[What is being asked] Say how many lines in the following entries include "None", and add nothing else.

[Raw data]
//! 계정 관련 요청 DTO
//!
//! `/account` 엔드포인트로 들어오는 요청 본문을 매핑합니다.
//! 모든 구조체는 `validator` 기반 입력 검증을 거친 후 서비스 계층으로 전달되며,
//! 검증 실패 시 400 Bad Request로 즉시 응답합니다.

use serde::Deserialize;
use validator::Validate;

/// 이메일/비밀번호 로그인 요청 구조체
#[derive(Debug, Deserialize, Validate)]
pub struct LoginRequest {
    #[validate(email(message = "유효한 이메일 주소를 입력해주세요"))]
    pub email: String,

    #[validate(length(min = 1, message = "비밀번호를 입력해주세요"))]
    pub password: String,
}

/// 계정 생성 요청 구조체
///
/// 이름 필드는 Firebase 사용자 레코드의 `displayName`으로 합쳐집니다.
#[derive(Debug, Deserialize, Validate)]
#[serde(rename_all = "camelCase")]
pub struct CreateAccountRequest {
    #[validate(email(message = "유효한 이메일 주소를 입력해주세요"))]
    pub email: String,

    #[validate(length(min = 1, message = "비밀번호를 입력해주세요"))]
    pub password: String,

    pub first_name: String,

    pub last_name: String,
}

impl CreateAccountRequest {
    /// `firstName`과 `lastName`을 합쳐 표시 이름을 만듭니다.
    pub fn display_name(&self) -> String {
        format!("{} {}", self.first_name, self.last_name)
    }
}

/// 소셜 로그인 요청 구조체
///
/// Google은 ID 토큰을, Facebook은 액세스 토큰을 `token` 필드로 전달합니다.
#[derive(Debug, Deserialize, Validate)]
pub struct SocialLoginRequest {
    #[validate(length(min = 1, message = "소셜 토큰이 필요합니다"))]
    pub token: String,
}

/// 전화번호 로그인 요청 구조체
///
/// `verificationId`는 클라이언트 SDK의 SMS 발송 단계에서 받은 세션 정보입니다.
#[derive(Debug, Deserialize, Validate)]
#[serde(rename_all = "camelCase")]
pub struct PhoneLoginRequest {
    #[validate(length(min = 1, message = "verificationId가 필요합니다"))]
    pub verification_id: String,

    #[validate(length(min = 1, message = "인증 코드가 필요합니다"))]
    pub code: String,
}

/// 비밀번호 재설정 시작 요청 구조체
#[derive(Debug, Deserialize, Validate)]
pub struct InitResetPasswordRequest {
    #[validate(email(message = "유효한 이메일 주소를 입력해주세요"))]
    pub email: String,
}

/// 비밀번호 재설정 코드 확인 요청 구조체
#[derive(Debug, Deserialize, Validate)]
pub struct VerifyResetPasswordRequest {
    #[validate(length(min = 1, message = "재설정 코드가 필요합니다"))]
    pub code: String,

    #[validate(length(min = 1, message = "이메일이 필요합니다"))]
    pub email: String,
}

/// 비밀번호 재설정 확정 요청 구조체
#[derive(Debug, Deserialize, Validate)]
pub struct ConfirmResetPasswordRequest {
    pub code: String,

    pub password: String,
}

/// 이메일 소유 확인 요청 구조체
#[derive(Debug, Deserialize, Validate)]
pub struct ConfirmEmailRequest {
    #[validate(length(min = 1, message = "확인 코드가 필요합니다"))]
    pub code: String,

    #[validate(email(message = "유효한 이메일 주소를 입력해주세요"))]
    pub email: String,
}

/// 토큰 갱신 요청 구조체
#[derive(Debug, Deserialize, Validate)]
#[serde(rename_all = "camelCase")]
pub struct RefreshTokenRequest {
    #[validate(length(min = 1, message = "리프레시 토큰이 필요합니다"))]
    pub refresh_token: String,
}

/// 프로필 수정 요청 구조체
///
/// 전달된 필드만 Firestore 문서에 병합되며, 생략된 필드는 유지됩니다.
/// 알 수 없는 필드는 거부하여 오타로 인한 조용한 무시를 방지합니다.
#[derive(Debug, Deserialize, Validate)]
#[serde(rename_all = "camelCase", deny_unknown_fields)]
pub struct UpdateProfileRequest {
    pub display_name: Option<String>,

    #[validate(email(message = "유효한 이메일 주소를 입력해주세요"))]
    pub email: Option<String>,

    pub phone_number: Option<String>,

    #[serde(rename = "photoURL")]
    pub photo_url: Option<String>,
}

#[cfg(test)]
mod tests {
    use super::*;

    #[test]
    fn test_login_request_rejects_invalid_email() {
        let request = LoginRequest {
            email: "not-an-email".to_string(),
            password: "secret".to_string(),
        };

        assert!(request.validate().is_err());
    }

    #[test]
    fn test_login_request_rejects_empty_password() {
        let request = LoginRequest {
            email: "user@example.com".to_string(),
            password: "".to_string(),
        };

        assert!(request.validate().is_err());
    }

    #[test]
    fn test_create_account_request_accepts_valid_input() {
        let request = CreateAccountRequest {
            email: "user@example.com".to_string(),
            password: "secret".to_string(),
            first_name: "길동".to_string(),
            last_name: "홍".to_string(),
        };

        assert!(request.validate().is_ok());
        assert_eq!(request.display_name(), "길동 홍");
    }

    #[test]
    fn test_create_account_request_uses_camel_case_keys() {
        let json = serde_json::json!({
            "email": "user@example.com",
            "password": "secret",
            "firstName": "길동",
            "lastName": "홍"
        });

        let request: CreateAccountRequest = serde_json::from_value(json).unwrap();
        assert_eq!(request.first_name, "길동");
        assert_eq!(request.last_name, "홍");
    }

    #[test]
    fn test_phone_login_request_requires_both_fields() {
        let request = PhoneLoginRequest {
            verification_id: "".to_string(),
            code: "123456".to_string(),
        };

        assert!(request.validate().is_err());
    }

    #[test]
    fn test_verify_reset_password_request_requires_code() {
        let request = VerifyResetPasswordRequest {
            code: "".to_string(),
            email: "user@example.com".to_string(),
        };

        assert!(request.validate().is_err());
    }

    #[test]
    fn test_confirm_email_request_rejects_invalid_email() {
        let request = ConfirmEmailRequest {
            code: "oob-code".to_string(),
            email: "invalid".to_string(),
        };

        assert!(request.validate().is_err());
    }

    #[test]
    fn test_refresh_token_request_uses_camel_case_key() {
        let json = serde_json::json!({ "refreshToken": "refresh-123" });

        let request: RefreshTokenRequest = serde_json::from_value(json).unwrap();
        assert_eq!(request.refresh_token, "refresh-123");
        assert!(request.validate().is_ok());
    }

    #[test]
    fn test_update_profile_request_rejects_unknown_fields() {
        let json = serde_json::json!({
            "displayName": "홍길동",
            "nickname": "이상한필드"
        });

        let result: Result<UpdateProfileRequest, _> = serde_json::from_value(json);
        assert!(result.is_err());
    }

    #[test]
    fn test_update_profile_request_accepts_photo_url_key() {
        let json = serde_json::json!({ "photoURL": "https://example.com/me.png" });

        let request: UpdateProfileRequest = serde_json::from_value(json).unwrap();
        assert_eq!(
            request.photo_url.as_deref(),
            Some("https://example.com/me.png")
        );
    }

    #[test]
    fn test_update_profile_request_validates_optional_email() {
        let request = UpdateProfileRequest {
            display_name: None,
            email: Some("broken".to_string()),
            phone_number: None,
            photo_url: None,
        };

        assert!(request.validate().is_err());
    }
}
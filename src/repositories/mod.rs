//! 데이터 액세스 계층을 담당하는 리포지토리 모듈
//!
//! Firestore REST API를 통해 문서를 읽고 쓰는 리포지토리들을 제공합니다.
//! 모든 리포지토리는 `ServiceLocator`에 싱글톤으로 등록되어 서비스 계층에
//! 주입됩니다.
//!
//! # Examples
//!
//! ```rust,ignore
//! use crate::repositories::profiles::profile_repository::ProfileRepository;
//!
//! let profile_repo = ProfileRepository::instance();
//! let profile = profile_repo.find_by_uid("uid-1").await?;
//! ```

pub mod profiles;
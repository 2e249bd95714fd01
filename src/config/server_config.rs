//! 서버 바인딩 설정 관리 모듈
//!
//! HTTP 서버의 바인딩 주소, 워커 수, 요청 제한, 허용 Origin과
//! 실행 환경 구분을 환경 변수에서 읽어옵니다.

use std::env;

/// 서버 바인딩 설정
pub struct ServerConfig;

impl ServerConfig {
    /// 서버가 바인딩할 포트를 반환합니다.
    ///
    /// # Returns
    ///
    /// 포트 번호. 기본값: 8080
    ///
    /// # Environment Variables
    ///
    /// - `PORT`: 커스텀 포트 설정
    pub fn port() -> u16 {
        env::var("PORT")
            .unwrap_or_else(|_| "8080".to_string())
            .parse()
            .unwrap_or(8080)
    }

    /// 서버가 바인딩할 호스트 주소를 반환합니다.
    ///
    /// # Returns
    ///
    /// 호스트 주소. 기본값: "0.0.0.0" (모든 인터페이스)
    ///
    /// # Environment Variables
    ///
    /// - `HOST`: 커스텀 호스트 설정
    pub fn host() -> String {
        env::var("HOST").unwrap_or_else(|_| "0.0.0.0".to_string())
    }

    /// HTTP 워커 스레드 수를 반환합니다.
    ///
    /// # Returns
    ///
    /// 워커 수. 기본값: 4
    ///
    /// # Environment Variables
    ///
    /// - `HTTP_WORKERS`: 커스텀 워커 수 설정
    pub fn workers() -> usize {
        env::var("HTTP_WORKERS")
            .unwrap_or_else(|_| "4".to_string())
            .parse()
            .unwrap_or(4)
    }

    /// CORS에서 허용할 Origin 목록을 반환합니다.
    ///
    /// `CORS_ALLOWED_ORIGINS`를 쉼표로 구분하여 읽습니다. 미설정 시
    /// 로컬 개발용 기본 Origin을 사용하며, 운영 환경에서는 경고를 남깁니다.
    ///
    /// # Examples
    ///
    /// ```bash
    /// export CORS_ALLOWED_ORIGINS="https://app.example.com,https://admin.example.com"
    /// ```
    pub fn cors_allowed_origins() -> Vec<String> {
        match env::var("CORS_ALLOWED_ORIGINS") {
            Ok(raw) => raw
                .split(',')
                .map(str::trim)
                .filter(|origin| !origin.is_empty())
                .map(str::to_string)
                .collect(),
            Err(_) => {
                if Environment::current().is_production() {
                    log::warn!("CORS_ALLOWED_ORIGINS 미설정: 로컬 개발용 기본 Origin 사용");
                }
                vec![
                    "http://localhost:3000".to_string(),
                    "http://127.0.0.1:3000".to_string(),
                    "http://localhost:8080".to_string(),
                    "http://127.0.0.1:8080".to_string(),
                ]
            }
        }
    }
}

/// 요청 제한(Rate Limiting) 설정
#[derive(Debug)]
pub struct RateLimitConfig {
    /// 초당 허용 요청 수
    pub per_second: u64,
    /// 순간 허용량 (버스트)
    pub burst_size: u32,
}

impl RateLimitConfig {
    /// 환경 변수에서 요청 제한 설정을 로드합니다.
    ///
    /// # Environment Variables
    ///
    /// - `RATE_LIMIT_PER_SECOND`: 초당 허용 요청 수 (기본값: 100)
    /// - `RATE_LIMIT_BURST_SIZE`: 버스트 허용량 (기본값: 200)
    ///
    /// # Examples
    ///
    /// ```bash
    /// # .env.dev (개발 환경)
    /// RATE_LIMIT_PER_SECOND=20
    /// RATE_LIMIT_BURST_SIZE=40
    ///
    /// # .env.prod (운영 환경)
    /// RATE_LIMIT_PER_SECOND=500
    /// RATE_LIMIT_BURST_SIZE=1000
    /// ```
    pub fn load() -> Self {
        let per_second = env::var("RATE_LIMIT_PER_SECOND")
            .unwrap_or_else(|_| "100".to_string())
            .parse::<u64>()
            .unwrap_or_else(|e| {
                log::error!("RATE_LIMIT_PER_SECOND 파싱 실패: {}. 기본값 100 사용", e);
                100
            });

        let burst_size = env::var("RATE_LIMIT_BURST_SIZE")
            .unwrap_or_else(|_| "200".to_string())
            .parse::<u32>()
            .unwrap_or_else(|e| {
                log::error!("RATE_LIMIT_BURST_SIZE 파싱 실패: {}. 기본값 200 사용", e);
                200
            });

        Self {
            per_second,
            burst_size,
        }
    }
}

/// 서비스 실행 환경 구분
#[derive(Debug, Clone, Copy, PartialEq, Eq)]
pub enum Environment {
    Development,
    Test,
    Staging,
    Production,
}

impl Environment {
    /// `ENVIRONMENT`(우선) 또는 `PROFILE` 환경 변수에서 현재 환경을 판별합니다.
    ///
    /// 인식하지 못하는 값은 Development로 취급합니다.
    pub fn current() -> Self {
        let raw = env::var("ENVIRONMENT")
            .or_else(|_| env::var("PROFILE"))
            .unwrap_or_else(|_| "dev".to_string());

        Self::from_str(&raw)
    }

    fn from_str(raw: &str) -> Self {
        match raw.to_lowercase().as_str() {
            "prod" | "production" => Environment::Production,
            "staging" => Environment::Staging,
            "test" => Environment::Test,
            _ => Environment::Development,
        }
    }

    pub fn is_production(&self) -> bool {
        matches!(self, Environment::Production)
    }
}

#[cfg(test)]
mod tests {
    use super::*;

    #[test]
    fn test_server_config_defaults() {
        if env::var("PORT").is_err() {
            assert_eq!(ServerConfig::port(), 8080);
        }

        if env::var("HOST").is_err() {
            assert_eq!(ServerConfig::host(), "0.0.0.0");
        }

        if env::var("HTTP_WORKERS").is_err() {
            assert_eq!(ServerConfig::workers(), 4);
        }
    }

    #[test]
    fn test_environment_parsing() {
        assert_eq!(Environment::from_str("prod"), Environment::Production);
        assert_eq!(Environment::from_str("PRODUCTION"), Environment::Production);
        assert_eq!(Environment::from_str("staging"), Environment::Staging);
        assert_eq!(Environment::from_str("test"), Environment::Test);
        assert_eq!(Environment::from_str("dev"), Environment::Development);
        assert_eq!(Environment::from_str("unknown"), Environment::Development);
    }

    #[test]
    fn test_production_flag() {
        assert!(Environment::Production.is_production());
        assert!(!Environment::Development.is_production());
    }

    #[test]
    fn test_rate_limit_defaults() {
        if env::var("RATE_LIMIT_PER_SECOND").is_err() && env::var("RATE_LIMIT_BURST_SIZE").is_err()
        {
            let config = RateLimitConfig::load();
            assert_eq!(config.per_second, 100);
            assert_eq!(config.burst_size, 200);
        }
    }
}
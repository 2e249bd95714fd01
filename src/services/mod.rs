//! 비즈니스 로직 계층을 담당하는 서비스 모듈
//!
//! `#[service]` 매크로를 사용하여 싱글톤으로 관리되는 서비스들을 제공합니다.
//! 각 서비스 메서드는 엔드포인트와 1:1로 대응하며, 제공자 REST 호출을
//! 순서대로 엮고 응답을 DTO로 재구성합니다.
//!
//! # Examples
//!
//! ```rust,ignore
//! use crate::services::accounts::account_service::AccountService;
//!
//! let account_service = AccountService::instance();
//! let pair = account_service.login(request).await?;
//! ```

pub mod accounts;
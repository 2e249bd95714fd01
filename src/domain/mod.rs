//! # Domain Layer Module
//!
//! 도메인 계층을 구성하는 모듈입니다. 이 서비스는 자체 영속 상태를 갖지 않으므로
//! 도메인 계층은 HTTP 경계의 DTO와 외부 시스템(Firebase) 통합 모델로만 구성됩니다.
//!
//! ## 아키텍처 개요
//!
//! ```text
//! Domain Layer (이 모듈)
//! ├── DTOs    - 요청/응답 데이터 전송 객체 (검증 포함)
//! └── Models  - 외부 시스템 통합 모델 (Firebase 계정/토큰/프로필)
//!      │
//!      ▼
//! Application Layer (Services)
//!      │
//!      ▼
//! Infrastructure Layer (Firebase REST 클라이언트, Firestore 리포지토리)
//! ```
//!
//! ## 모듈 구성
//!
//! ### [`dto`] - 데이터 전송 객체
//!
//! HTTP 경계에서 사용되는 요청/응답 구조체입니다.
//! 요청 DTO는 `validator` 기반 검증을 거친 후 서비스 계층으로 전달됩니다.
//!
//! ### [`models`] - 외부 시스템 통합 모델
//!
//! Firebase가 소유한 데이터의 로컬 표현입니다. 이 코드베이스는 이 모델들을
//! 저장하지 않으며, 요청 범위 내에서만 사용합니다.
//!
//! - 계정 레코드 / 프로필 문서 ([`models::accounts`])
//! - 검증된 ID 토큰 클레임 ([`models::token`])
//! - 인증 컨텍스트 ([`models::auth`])

pub mod dto;
pub mod models;

pub use dto::*;
pub use models::*;
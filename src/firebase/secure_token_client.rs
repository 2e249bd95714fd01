//! Secure Token REST 클라이언트
//!
//! 리프레시 토큰을 새 ID 토큰/리프레시 토큰 쌍으로 교환하는 단일 책임의
//! 클라이언트입니다. Identity Toolkit과 달리 이 엔드포인트는
//! `application/x-www-form-urlencoded` 요청과 snake_case 응답을 사용합니다.

use crate::config::FirebaseConfig;
use crate::domain::dto::firebase::response::RefreshExchangeResponse;
use crate::errors::{AppError, AppResult};

/// Secure Token REST 클라이언트
pub struct SecureTokenClient {
    http: reqwest::Client,
}

impl SecureTokenClient {
    pub fn new() -> Self {
        Self {
            http: reqwest::Client::new(),
        }
    }

    /// 리프레시 토큰을 새 토큰 쌍으로 교환합니다.
    ///
    /// 폐기되었거나 형식이 잘못된 토큰은 Firebase가 `TOKEN_EXPIRED`,
    /// `INVALID_REFRESH_TOKEN` 등으로 거부하며, 그 메시지가 400으로 전파됩니다.
    pub async fn refresh_token(&self, refresh_token: &str) -> AppResult<RefreshExchangeResponse> {
        let url = format!(
            "{}/token?key={}",
            FirebaseConfig::secure_token_base_url(),
            FirebaseConfig::api_key()
        );

        let params = [
            ("grant_type", "refresh_token"),
            ("refresh_token", refresh_token),
        ];

        let response = self
            .http
            .post(&url)
            .form(&params)
            .send()
            .await
            .map_err(|e| AppError::ExternalServiceError(format!("Secure Token 요청 실패: {}", e)))?;

        if !response.status().is_success() {
            let body = response.text().await.unwrap_or_default();
            let message = super::extract_error_message(&body);
            log::warn!("Secure Token 거부: {}", message);
            return Err(AppError::ExternalServiceError(message));
        }

        response
            .json::<RefreshExchangeResponse>()
            .await
            .map_err(|e| AppError::ExternalServiceError(format!("Secure Token 응답 해석 실패: {}", e)))
    }
}

impl Default for SecureTokenClient {
    fn default() -> Self {
        Self::new()
    }
}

[Response] 3